■ **The task**: Below are the records; they must be reproduced verbatim.

■ **Data shown**:
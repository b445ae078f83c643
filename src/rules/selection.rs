//! Selection rules: decide what the system says next.
//!
//! Questions are surfaced one at a time. Nothing is raised while QUD holds a
//! question, and a question is never raised ahead of its prerequisites.

use crate::error::DmeResult;
use crate::moves::{DialogueMove, MoveContent, MoveType, Speaker};
use crate::plan::{PlanAction, SubplanStatus};
use crate::question::Question;
use crate::state::InformationState;

use super::integration::is_bind;
use super::{Effect, Phase, Precondition, Rule, RuleContext, Transition};

/// Selection rules in evaluation order.
pub fn rules() -> Vec<Rule> {
    let rule = |name: &'static str, pre: Precondition, eff: Effect| {
        Rule::new(name, Phase::Selection, pre, eff)
    };
    vec![
        rule("raise-prerequisite", head_issue_blocked, raise_prerequisite),
        rule("raise-accommodated", head_issue_ready, raise_head_issue),
        rule("execute-plan-step", plan_step_executable, execute_plan_step),
        rule("select-from-agenda", agenda_nonempty, select_from_agenda),
        rule("report-plan-complete", plan_finished, report_completion),
    ]
}

// ---------------------------------------------------------------------------
// Helpers
// ---------------------------------------------------------------------------

fn idle(ctx: &RuleContext<'_>) -> bool {
    ctx.turn.output.is_none()
}

fn question_for(ctx: &RuleContext<'_>, predicate: &str) -> Question {
    ctx.state
        .plan_question(predicate)
        .unwrap_or_else(|| ctx.domain.question_for(predicate))
}

/// Where the active plan declares a predicate; undeclared ones sort last.
fn plan_rank(state: &InformationState, predicate: &str) -> usize {
    state
        .active_plan()
        .and_then(|plan| {
            plan.subplans
                .iter()
                .position(|s| s.action.question().predicate_key() == predicate)
        })
        .unwrap_or(usize::MAX)
}

/// Uncommitted prerequisites of `question`, in plan declaration order with
/// ties broken by domain declaration order. Bind variables are only ever
/// volunteered, so an unfilled one does not hold anything back.
fn unmet_prerequisites(ctx: &RuleContext<'_>, question: &Question) -> Vec<String> {
    let mut unmet: Vec<(usize, usize, &str)> = ctx
        .domain
        .prerequisites(question)
        .into_iter()
        .enumerate()
        .filter(|(_, p)| !ctx.state.shared().is_committed(p))
        .filter(|(_, p)| !is_bind(ctx.state, &question_for(ctx, p)))
        .map(|(i, p)| (plan_rank(ctx.state, p), i, p))
        .collect();
    unmet.sort();
    unmet.into_iter().map(|(_, _, p)| p.to_string()).collect()
}

/// Follow unmet prerequisites down from `head` to one that can be raised now.
fn deepest_prerequisite(ctx: &RuleContext<'_>, head: &Question) -> Option<Question> {
    let mut visited = vec![head.predicate_key()];
    let mut current = unmet_prerequisites(ctx, head).into_iter().next()?;
    loop {
        visited.push(current.clone());
        let question = question_for(ctx, &current);
        match unmet_prerequisites(ctx, &question)
            .into_iter()
            .find(|p| !visited.contains(p))
        {
            Some(next) => current = next,
            None => return Some(question),
        }
    }
}

fn raise(state: &mut InformationState, question: Question) {
    state.drop_issue(&question);
    state.stage(DialogueMove::ask(question.clone(), Speaker::System));
    state.shared_mut().qud.push(question);
}

// ---------------------------------------------------------------------------
// raise-prerequisite
// ---------------------------------------------------------------------------

fn head_issue_blocked(ctx: &RuleContext<'_>) -> bool {
    idle(ctx)
        && ctx.state.shared().qud.is_empty()
        && ctx
            .state
            .private()
            .issues
            .first()
            .is_some_and(|head| !unmet_prerequisites(ctx, head).is_empty())
}

fn raise_prerequisite(ctx: &RuleContext<'_>) -> DmeResult<Transition> {
    let (mut state, turn) = ctx.begin();
    let prerequisite = ctx
        .state
        .private()
        .issues
        .first()
        .and_then(|head| deepest_prerequisite(ctx, head));
    if let Some(question) = prerequisite {
        tracing::debug!(%question, "dme: raising prerequisite first");
        raise(&mut state, question);
    }
    Ok(Transition::new(state, turn))
}

// ---------------------------------------------------------------------------
// raise-accommodated
// ---------------------------------------------------------------------------

fn head_issue_ready(ctx: &RuleContext<'_>) -> bool {
    idle(ctx)
        && ctx.state.shared().qud.is_empty()
        && ctx
            .state
            .private()
            .issues
            .first()
            .is_some_and(|head| unmet_prerequisites(ctx, head).is_empty())
}

fn raise_head_issue(ctx: &RuleContext<'_>) -> DmeResult<Transition> {
    let (mut state, turn) = ctx.begin();
    if let Some(head) = ctx.state.private().issues.first().cloned() {
        raise(&mut state, head);
    }
    Ok(Transition::new(state, turn))
}

// ---------------------------------------------------------------------------
// execute-plan-step
// ---------------------------------------------------------------------------

fn plan_step_executable(ctx: &RuleContext<'_>) -> bool {
    let private = ctx.state.private();
    idle(ctx)
        && ctx.state.shared().qud.is_empty()
        && private.issues.is_empty()
        && private.agenda.is_empty()
        && ctx
            .state
            .active_plan()
            .is_some_and(|p| p.next_executable().is_some())
}

fn execute_plan_step(ctx: &RuleContext<'_>) -> DmeResult<Transition> {
    let (mut state, turn) = ctx.begin();
    let Some((index, action)) = ctx
        .state
        .active_plan()
        .and_then(|p| p.next_executable().map(|i| (i, p.subplans[i].action.clone())))
    else {
        return Ok(Transition::new(state, turn));
    };

    if let PlanAction::Raise(question) = action {
        if !state.shared().is_committed(&question.predicate_key()) {
            if unmet_prerequisites(ctx, &question).is_empty() {
                raise(&mut state, question);
            } else {
                // Let the issue rules order it behind its prerequisites.
                state.accommodate(question);
            }
        }
    }
    if let Some(plan) = state.private_mut().plan.first_mut() {
        plan.subplans[index].status = SubplanStatus::Completed;
    }
    Ok(Transition::new(state, turn))
}

// ---------------------------------------------------------------------------
// select-from-agenda
// ---------------------------------------------------------------------------

fn agenda_nonempty(ctx: &RuleContext<'_>) -> bool {
    idle(ctx) && !ctx.state.private().agenda.is_empty()
}

fn select_from_agenda(ctx: &RuleContext<'_>) -> DmeResult<Transition> {
    let (mut state, mut turn) = ctx.begin();
    turn.output = state.private_mut().agenda.pop_front();
    Ok(Transition::new(state, turn))
}

// ---------------------------------------------------------------------------
// report-plan-complete
// ---------------------------------------------------------------------------

fn plan_finished(ctx: &RuleContext<'_>) -> bool {
    let private = ctx.state.private();
    idle(ctx)
        && private.agenda.is_empty()
        && private.issues.is_empty()
        && ctx.state.shared().qud.is_empty()
        && ctx.state.active_plan().is_some_and(|p| p.is_complete())
}

fn report_completion(ctx: &RuleContext<'_>) -> DmeResult<Transition> {
    let (mut state, mut turn) = ctx.begin();
    if state.private().plan.is_empty() {
        return Ok(Transition::new(state, turn));
    }
    let plan = state.private_mut().plan.remove(0);
    let commitments: Vec<_> = state.shared().commitments.iter().cloned().collect();
    tracing::info!(
        plan_type = %plan.plan_type,
        commitments = commitments.len(),
        "dme: plan complete"
    );
    turn.output = Some(DialogueMove::new(
        MoveType::Assert,
        MoveContent::Completion {
            plan_type: plan.plan_type,
            commitments,
        },
        Speaker::System,
    ));
    Ok(Transition::new(state, turn))
}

■ **Written response**:
repository b445ae078f83c643
filename src/rules/selection.rs
//! Selection rules: decide what the system says next.
//!
//! Questions are surfaced one at a time. Nothing is raised while QUD holds a
//! question, and a question is never raised ahead of its prerequisites.

use crate::error::DmeResult;
use crate::moves::{DialogueMove, MoveContent, MoveType, Speaker};
use crate::plan::{PlanAction, SubplanStatus};
use crate::question::Question;
use crate::state::InformationState;

use super::integration::is_bind;
use super::{Effect, Phase, Precondition, Rule, RuleContext, Transition};

/// Selection rules in evaluation order.
pub fn rules() -> Vec<Rule> {
    let rule = |name: &'static str, pre: Precondition, eff: Effect| {
        Rule::new(name, Phase::Selection, pre, eff)
    };
    vec![
        rule("raise-prerequisite", head_issue_blocked, raise_prerequisite),
        rule("raise-accommodated", head_issue_ready, raise_head_issue),
        rule("execute-plan-step", plan_step_executable, execute_plan_step),
        rule("select-from-agenda", agenda_nonempty, select_from_agenda),
        rule("report-plan-complete", plan_finished, report_completion),
    ]
}

// ---------------------------------------------------------------------------
// Helpers
// ---------------------------------------------------------------------------

fn idle(ctx: &RuleContext<'_>) -> bool {
    ctx.turn.output.is_none()
}

fn question_for(ctx: &RuleContext<'_>, predicate: &str) -> Question {
    ctx.state
        .plan_question(predicate)
        .unwrap_or_else(|| ctx.domain.question_for(predicate))
}

/// Where the active plan declares a predicate; undeclared ones sort last.
fn plan_rank(state: &InformationState, predicate: &str) -> usize {
    state
        .active_plan()
        .and_then(|plan| {
            plan.subplans
                .iter()
                .position(|s| s.action.question().predicate_key() == predicate)
        })
        .unwrap_or(usize::MAX)
}

/// Uncommitted prerequisites of `question`, in plan declaration order with
/// ties broken by domain declaration order. Bind variables are only ever
/// volunteered, so an unfilled one does not hold anything back.
fn unmet_prerequisites(ctx: &RuleContext<'_>, question: &Question) -> Vec<String> {
    let mut unmet: Vec<(usize, usize, &str)> = ctx
        .domain
        .prerequisites(question)
        .into_iter()
        .enumerate()
        .filter(|(_, p)| !ctx.state.shared().is_committed(p))
        .filter(|(_, p)| !is_bind(ctx.state, &question_for(ctx, p)))
        .map(|(i, p)| (plan_rank(ctx.state, p), i, p))
        .collect();
    unmet.sort();
    unmet.into_iter().map(|(_, _, p)| p.to_string()).collect()
}

/// Follow unmet prerequisites down from `head` to one that can be raised now.
fn deepest_prerequisite(ctx: &RuleContext<'_>, head: &Question) -> Option<Question> {
    let mut visited = vec![head.predicate_key()];
    let mut current = unmet_prerequisites(ctx, head).into_iter().next()?;
    loop {
        visited.push(current.clone());
        let question = question_for(ctx, &current);
        match unmet_prerequisites(ctx, &question)
            .into_iter()
            .find(|p| !visited.contains(p))
        {
            Some(next) => current = next,
            None => return Some(question),
        }
    }
}

fn raise(state: &mut InformationState, question: Question) {
    state.drop_issue(&question);
    state.stage(DialogueMove::ask(question.clone(), Speaker::System));
    state.shared_mut().qud.push(question);
}

// ---------------------------------------------------------------------------
// raise-prerequisite
// ---------------------------------------------------------------------------

fn head_issue_blocked(ctx: &RuleContext<'_>) -> bool {
    idle(ctx)
        && ctx.state.shared().qud.is_empty()
        && ctx
            .state
            .private()
            .issues
            .first()
            .is_some_and(|head| !unmet_prerequisites(ctx, head).is_empty())
}

fn raise_prerequisite(ctx: &RuleContext<'_>) -> DmeResult<Transition> {
    let (mut state, turn) = ctx.begin();
    let prerequisite = ctx
        .state
        .private()
        .issues
        .first()
        .and_then(|head| deepest_prerequisite(ctx, head));
    if let Some(question) = prerequisite {
        tracing::debug!(%question, "dme: raising prerequisite first");
        raise(&mut state, question);
    }
    Ok(Transition::new(state, turn))
}

// ---------------------------------------------------------------------------
// raise-accommodated
// ---------------------------------------------------------------------------

fn head_issue_ready(ctx: &RuleContext<'_>) -> bool {
    idle(ctx)
        && ctx.state.shared().qud.is_empty()
        && ctx
            .state
            .private()
            .issues
            .first()
            .is_some_and(|head| unmet_prerequisites(ctx, head).is_empty())
}

fn raise_head_issue(ctx: &RuleContext<'_>) -> DmeResult<Transition> {
    let (mut state, turn) = ctx.begin();
    if let Some(head) = ctx.state.private().issues.first().cloned() {
        raise(&mut state, head);
    }
    Ok(Transition::new(state, turn))
}

// ---------------------------------------------------------------------------
// execute-plan-step
// ---------------------------------------------------------------------------

fn plan_step_executable(ctx: &RuleContext<'_>) -> bool {
    let private = ctx.state.private();
    idle(ctx)
        && ctx.state.shared().qud.is_empty()
        && private.issues.is_empty()
        && private.agenda.is_empty()
        && ctx
            .state
            .active_plan()
            .is_some_and(|p| p.next_executable().is_some())
}

fn execute_plan_step(ctx: &RuleContext<'_>) -> DmeResult<Transition> {
    let (mut state, turn) = ctx.begin();
    let Some((index, action)) = ctx
        .state
        .active_plan()
        .and_then(|p| p.next_executable().map(|i| (i, p.subplans[i].action.clone())))
    else {
        return Ok(Transition::new(state, turn));
    };

    if let PlanAction::Raise(question) = action {
        if !state.shared().is_committed(&question.predicate_key()) {
            if unmet_prerequisites(ctx, &question).is_empty() {
                raise(&mut state, question);
            } else {
                // Let the issue rules order it behind its prerequisites.
                state.accommodate(question);
            }
        }
    }
    if let Some(plan) = state.private_mut().plan.first_mut() {
        plan.subplans[index].status = SubplanStatus::Completed;
    }
    Ok(Transition::new(state, turn))
}

// ---------------------------------------------------------------------------
// select-from-agenda
// ---------------------------------------------------------------------------

fn agenda_nonempty(ctx: &RuleContext<'_>) -> bool {
    idle(ctx) && !ctx.state.private().agenda.is_empty()
}

fn select_from_agenda(ctx: &RuleContext<'_>) -> DmeResult<Transition> {
    let (mut state, mut turn) = ctx.begin();
    turn.output = state.private_mut().agenda.pop_front();
    Ok(Transition::new(state, turn))
}

// ---------------------------------------------------------------------------
// report-plan-complete
// ---------------------------------------------------------------------------

fn plan_finished(ctx: &RuleContext<'_>) -> bool {
    let private = ctx.state.private();
    idle(ctx)
        && private.agenda.is_empty()
        && private.issues.is_empty()
        && ctx.state.shared().qud.is_empty()
        && ctx.state.active_plan().is_some_and(|p| p.is_complete())
}

fn report_completion(ctx: &RuleContext<'_>) -> DmeResult<Transition> {
    let (mut state, mut turn) = ctx.begin();
    if state.private().plan.is_empty() {
        return Ok(Transition::new(state, turn));
    }
    let plan = state.private_mut().plan.remove(0);
    let commitments: Vec<_> = state.shared().commitments.iter().cloned().collect();
    tracing::info!(
        plan_type = %plan.plan_type,
        commitments = commitments.len(),
        "dme: plan complete"
    );
    turn.output = Some(DialogueMove::new(
        MoveType::Assert,
        MoveContent::Completion {
            plan_type: plan.plan_type,
            commitments,
        },
        Speaker::System,
    ));
    Ok(Transition::new(state, turn))
}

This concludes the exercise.